#### [EXERCISE MATERIAL]
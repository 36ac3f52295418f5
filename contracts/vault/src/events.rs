//! Event payloads and publishers.
//!
//! Every state change publishes one event under a single `symbol_short!`
//! topic. Indexers and the operator's monitoring read these; failed
//! invocations publish nothing.

use soroban_sdk::{contracttype, symbol_short, Address, Env, Symbol};

#[contracttype]
#[derive(Clone, Debug, Eq, PartialEq)]
pub struct VaultInitializedEvent {
    pub owner: Address,
    pub asset: Address,
    pub lending_pool: Address,
    pub receipt_token: Address,
    pub treasury: Address,
}

/// Published by `deposit` and `mint`.
#[contracttype]
#[derive(Clone, Debug, Eq, PartialEq)]
pub struct DepositEvent {
    pub caller: Address,
    pub receiver: Address,
    pub assets: i128,
    pub shares: i128,
    /// Part of `assets` kept in the reserve.
    pub reserved: i128,
    /// Part of `assets` supplied to the lending pool.
    pub deployed: i128,
}

/// Published by `withdraw` and `redeem`.
#[contracttype]
#[derive(Clone, Debug, Eq, PartialEq)]
pub struct WithdrawEvent {
    pub caller: Address,
    pub receiver: Address,
    pub owner: Address,
    pub assets: i128,
    pub shares: i128,
    /// Amount pulled back from the lending pool to serve the withdrawal.
    pub recalled: i128,
}

#[contracttype]
#[derive(Clone, Debug, Eq, PartialEq)]
pub struct RebalanceEvent {
    pub reserve_before: i128,
    pub reserve_after: i128,
    /// Net amount moved into the lending pool; negative when recalled.
    pub moved: i128,
}

#[contracttype]
#[derive(Clone, Debug, Eq, PartialEq)]
pub struct HarvestEvent {
    pub yield_amount: i128,
    pub fee: i128,
    pub treasury: Address,
    pub timestamp: u64,
}

/// Published by every single-value parameter setter.
#[contracttype]
#[derive(Clone, Debug, Eq, PartialEq)]
pub struct ParameterUpdatedEvent {
    pub name: Symbol,
    pub old_value: i128,
    pub new_value: i128,
}

#[contracttype]
#[derive(Clone, Debug, Eq, PartialEq)]
pub struct LimitsUpdatedEvent {
    pub old_min: i128,
    pub new_min: i128,
    pub old_max: i128,
    pub new_max: i128,
    pub old_tvl: i128,
    pub new_tvl: i128,
}

#[contracttype]
#[derive(Clone, Debug, Eq, PartialEq)]
pub struct TreasuryUpdatedEvent {
    pub old_treasury: Address,
    pub new_treasury: Address,
}

#[contracttype]
#[derive(Clone, Debug, Eq, PartialEq)]
pub struct PauseEvent {
    pub paused: bool,
    pub caller: Address,
}

#[contracttype]
#[derive(Clone, Debug, Eq, PartialEq)]
pub struct EmergencyWithdrawEvent {
    pub token: Address,
    pub amount: i128,
    pub to: Address,
}

#[contracttype]
#[derive(Clone, Debug, Eq, PartialEq)]
pub struct RecallAllEvent {
    pub amount: i128,
}

#[contracttype]
#[derive(Clone, Debug, Eq, PartialEq)]
pub struct OwnershipEvent {
    pub old_owner: Address,
    pub new_owner: Address,
    /// True while the transfer still waits for acceptance.
    pub pending: bool,
}

#[contracttype]
#[derive(Clone, Debug, Eq, PartialEq)]
pub struct ShareTransferEvent {
    pub from: Address,
    pub to: Address,
    pub shares: i128,
}

#[contracttype]
#[derive(Clone, Debug, Eq, PartialEq)]
pub struct ShareApprovalEvent {
    pub owner: Address,
    pub spender: Address,
    pub shares: i128,
}

pub fn initialized(env: &Env, event: VaultInitializedEvent) {
    env.events().publish((symbol_short!("init"),), event);
}

pub fn deposit(env: &Env, event: DepositEvent) {
    env.events().publish((symbol_short!("deposit"),), event);
}

pub fn withdraw(env: &Env, event: WithdrawEvent) {
    env.events().publish((symbol_short!("withdraw"),), event);
}

pub fn rebalance(env: &Env, event: RebalanceEvent) {
    env.events().publish((symbol_short!("rebalance"),), event);
}

pub fn harvest(env: &Env, event: HarvestEvent) {
    env.events().publish((symbol_short!("harvest"),), event);
}

pub fn parameter_updated(env: &Env, name: Symbol, old_value: i128, new_value: i128) {
    env.events().publish(
        (symbol_short!("params"),),
        ParameterUpdatedEvent {
            name,
            old_value,
            new_value,
        },
    );
}

pub fn limits_updated(env: &Env, event: LimitsUpdatedEvent) {
    env.events().publish((symbol_short!("limits"),), event);
}

pub fn treasury_updated(env: &Env, old_treasury: Address, new_treasury: Address) {
    env.events().publish(
        (symbol_short!("treasury"),),
        TreasuryUpdatedEvent {
            old_treasury,
            new_treasury,
        },
    );
}

pub fn paused(env: &Env, caller: Address) {
    env.events()
        .publish((symbol_short!("pause"),), PauseEvent { paused: true, caller });
}

pub fn unpaused(env: &Env, caller: Address) {
    env.events()
        .publish((symbol_short!("unpause"),), PauseEvent { paused: false, caller });
}

pub fn emergency_withdraw(env: &Env, event: EmergencyWithdrawEvent) {
    env.events().publish((symbol_short!("emergency"),), event);
}

pub fn recall_all(env: &Env, amount: i128) {
    env.events()
        .publish((symbol_short!("recall"),), RecallAllEvent { amount });
}

pub fn ownership(env: &Env, event: OwnershipEvent) {
    env.events().publish((symbol_short!("owner"),), event);
}

pub fn share_transfer(env: &Env, from: Address, to: Address, shares: i128) {
    env.events().publish(
        (symbol_short!("transfer"),),
        ShareTransferEvent { from, to, shares },
    );
}

pub fn share_approval(env: &Env, owner: Address, spender: Address, shares: i128) {
    env.events().publish(
        (symbol_short!("approve"),),
        ShareApprovalEvent {
            owner,
            spender,
            shares,
        },
    );
}
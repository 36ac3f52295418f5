use soroban_sdk::contracterror;

/// Errors returned by every fallible vault entry point.
///
/// Codes are stable: off-chain clients match on the numeric value carried in
/// `Error(Contract, #code)`. New variants are appended, never renumbered.
#[contracterror]
#[derive(Copy, Clone, Debug, Eq, PartialEq, PartialOrd, Ord)]
#[repr(u32)]
pub enum VaultError {
    // Validation
    ZeroAmount = 1,
    BelowMinDeposit = 2,
    ExceedsMaxDeposit = 3,
    ExceedsMaxTVL = 4,
    InvalidRatio = 5,
    InvalidFee = 6,
    InvalidLimits = 7,
    ArithmeticOverflow = 8,
    NegativeAmount = 9,

    // Liquidity
    InsufficientLiquidity = 20,

    // Slippage
    SlippageExceeded = 30,

    // Timing
    HarvestTooSoon = 40,

    // State
    NotPaused = 50,
    AlreadyPaused = 51,
    AlreadyActive = 52,
    VaultPaused = 53,
    NotInitialized = 54,
    AlreadyInitialized = 55,
    Reentrancy = 56,

    // Authorization
    Unauthorized = 60,
    InsufficientAllowance = 61,
    InsufficientShares = 62,
    NoPendingOwner = 63,

    // Integration
    AdapterOperationFailed = 70,
}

#### [WHAT THIS TASK INVOLVES]
Each record above must be given again exactly.

#### [RESPONSE BELOW]
repository 36ac3f52295418f5
filename contracts/vault/src/events.rs
//! Event payloads and publishers.
//!
//! Every state change publishes one event under a single `symbol_short!`
//! topic. Indexers and the operator's monitoring read these; failed
//! invocations publish nothing.

use soroban_sdk::{contracttype, symbol_short, Address, Env, Symbol};

#[contracttype]
#[derive(Clone, Debug, Eq, PartialEq)]
pub struct VaultInitializedEvent {
    pub owner: Address,
    pub asset: Address,
    pub lending_pool: Address,
    pub receipt_token: Address,
    pub treasury: Address,
}

/// Published by `deposit` and `mint`.
#[contracttype]
#[derive(Clone, Debug, Eq, PartialEq)]
pub struct DepositEvent {
    pub caller: Address,
    pub receiver: Address,
    pub assets: i128,
    pub shares: i128,
    /// Part of `assets` kept in the reserve.
    pub reserved: i128,
    /// Part of `assets` supplied to the lending pool.
    pub deployed: i128,
}

/// Published by `withdraw` and `redeem`.
#[contracttype]
#[derive(Clone, Debug, Eq, PartialEq)]
pub struct WithdrawEvent {
    pub caller: Address,
    pub receiver: Address,
    pub owner: Address,
    pub assets: i128,
    pub shares: i128,
    /// Amount pulled back from the lending pool to serve the withdrawal.
    pub recalled: i128,
}

#[contracttype]
#[derive(Clone, Debug, Eq, PartialEq)]
pub struct RebalanceEvent {
    pub reserve_before: i128,
    pub reserve_after: i128,
    /// Net amount moved into the lending pool; negative when recalled.
    pub moved: i128,
}

#[contracttype]
#[derive(Clone, Debug, Eq, PartialEq)]
pub struct HarvestEvent {
    pub yield_amount: i128,
    pub fee: i128,
    pub treasury: Address,
    pub timestamp: u64,
}

/// Published by every single-value parameter setter.
#[contracttype]
#[derive(Clone, Debug, Eq, PartialEq)]
pub struct ParameterUpdatedEvent {
    pub name: Symbol,
    pub old_value: i128,
    pub new_value: i128,
}

#[contracttype]
#[derive(Clone, Debug, Eq, PartialEq)]
pub struct LimitsUpdatedEvent {
    pub old_min: i128,
    pub new_min: i128,
    pub old_max: i128,
    pub new_max: i128,
    pub old_tvl: i128,
    pub new_tvl: i128,
}

#[contracttype]
#[derive(Clone, Debug, Eq, PartialEq)]
pub struct TreasuryUpdatedEvent {
    pub old_treasury: Address,
    pub new_treasury: Address,
}

#[contracttype]
#[derive(Clone, Debug, Eq, PartialEq)]
pub struct PauseEvent {
    pub paused: bool,
    pub caller: Address,
}

#[contracttype]
#[derive(Clone, Debug, Eq, PartialEq)]
pub struct EmergencyWithdrawEvent {
    pub token: Address,
    pub amount: i128,
    pub to: Address,
}

#[contracttype]
#[derive(Clone, Debug, Eq, PartialEq)]
pub struct RecallAllEvent {
    pub amount: i128,
}

#[contracttype]
#[derive(Clone, Debug, Eq, PartialEq)]
pub struct OwnershipEvent {
    pub old_owner: Address,
    pub new_owner: Address,
    /// True while the transfer still waits for acceptance.
    pub pending: bool,
}

#[contracttype]
#[derive(Clone, Debug, Eq, PartialEq)]
pub struct ShareTransferEvent {
    pub from: Address,
    pub to: Address,
    pub shares: i128,
}

#[contracttype]
#[derive(Clone, Debug, Eq, PartialEq)]
pub struct ShareApprovalEvent {
    pub owner: Address,
    pub spender: Address,
    pub shares: i128,
}

pub fn initialized(env: &Env, event: VaultInitializedEvent) {
    env.events().publish((symbol_short!("init"),), event);
}

pub fn deposit(env: &Env, event: DepositEvent) {
    env.events().publish((symbol_short!("deposit"),), event);
}

pub fn withdraw(env: &Env, event: WithdrawEvent) {
    env.events().publish((symbol_short!("withdraw"),), event);
}

pub fn rebalance(env: &Env, event: RebalanceEvent) {
    env.events().publish((symbol_short!("rebalance"),), event);
}

pub fn harvest(env: &Env, event: HarvestEvent) {
    env.events().publish((symbol_short!("harvest"),), event);
}

pub fn parameter_updated(env: &Env, name: Symbol, old_value: i128, new_value: i128) {
    env.events().publish(
        (symbol_short!("params"),),
        ParameterUpdatedEvent {
            name,
            old_value,
            new_value,
        },
    );
}

pub fn limits_updated(env: &Env, event: LimitsUpdatedEvent) {
    env.events().publish((symbol_short!("limits"),), event);
}

pub fn treasury_updated(env: &Env, old_treasury: Address, new_treasury: Address) {
    env.events().publish(
        (symbol_short!("treasury"),),
        TreasuryUpdatedEvent {
            old_treasury,
            new_treasury,
        },
    );
}

pub fn paused(env: &Env, caller: Address) {
    env.events()
        .publish((symbol_short!("pause"),), PauseEvent { paused: true, caller });
}

pub fn unpaused(env: &Env, caller: Address) {
    env.events()
        .publish((symbol_short!("unpause"),), PauseEvent { paused: false, caller });
}

pub fn emergency_withdraw(env: &Env, event: EmergencyWithdrawEvent) {
    env.events().publish((symbol_short!("emergency"),), event);
}

pub fn recall_all(env: &Env, amount: i128) {
    env.events()
        .publish((symbol_short!("recall"),), RecallAllEvent { amount });
}

pub fn ownership(env: &Env, event: OwnershipEvent) {
    env.events().publish((symbol_short!("owner"),), event);
}

pub fn share_transfer(env: &Env, from: Address, to: Address, shares: i128) {
    env.events().publish(
        (symbol_short!("transfer"),),
        ShareTransferEvent { from, to, shares },
    );
}

pub fn share_approval(env: &Env, owner: Address, spender: Address, shares: i128) {
    env.events().publish(
        (symbol_short!("approve"),),
        ShareApprovalEvent {
            owner,
            spender,
            shares,
        },
    );
}
repository 36ac3f52295418f5
use soroban_sdk::contracterror;

/// Errors returned by every fallible vault entry point.
///
/// Codes are stable: off-chain clients match on the numeric value carried in
/// `Error(Contract, #code)`. New variants are appended, never renumbered.
#[contracterror]
#[derive(Copy, Clone, Debug, Eq, PartialEq, PartialOrd, Ord)]
#[repr(u32)]
pub enum VaultError {
    // Validation
    ZeroAmount = 1,
    BelowMinDeposit = 2,
    ExceedsMaxDeposit = 3,
    ExceedsMaxTVL = 4,
    InvalidRatio = 5,
    InvalidFee = 6,
    InvalidLimits = 7,
    ArithmeticOverflow = 8,
    NegativeAmount = 9,

    // Liquidity
    InsufficientLiquidity = 20,

    // Slippage
    SlippageExceeded = 30,

    // Timing
    HarvestTooSoon = 40,

    // State
    NotPaused = 50,
    AlreadyPaused = 51,
    AlreadyActive = 52,
    VaultPaused = 53,
    NotInitialized = 54,
    AlreadyInitialized = 55,
    Reentrancy = 56,

    // Authorization
    Unauthorized = 60,
    InsufficientAllowance = 61,
    InsufficientShares = 62,
    NoPendingOwner = 63,

    // Integration
    AdapterOperationFailed = 70,
}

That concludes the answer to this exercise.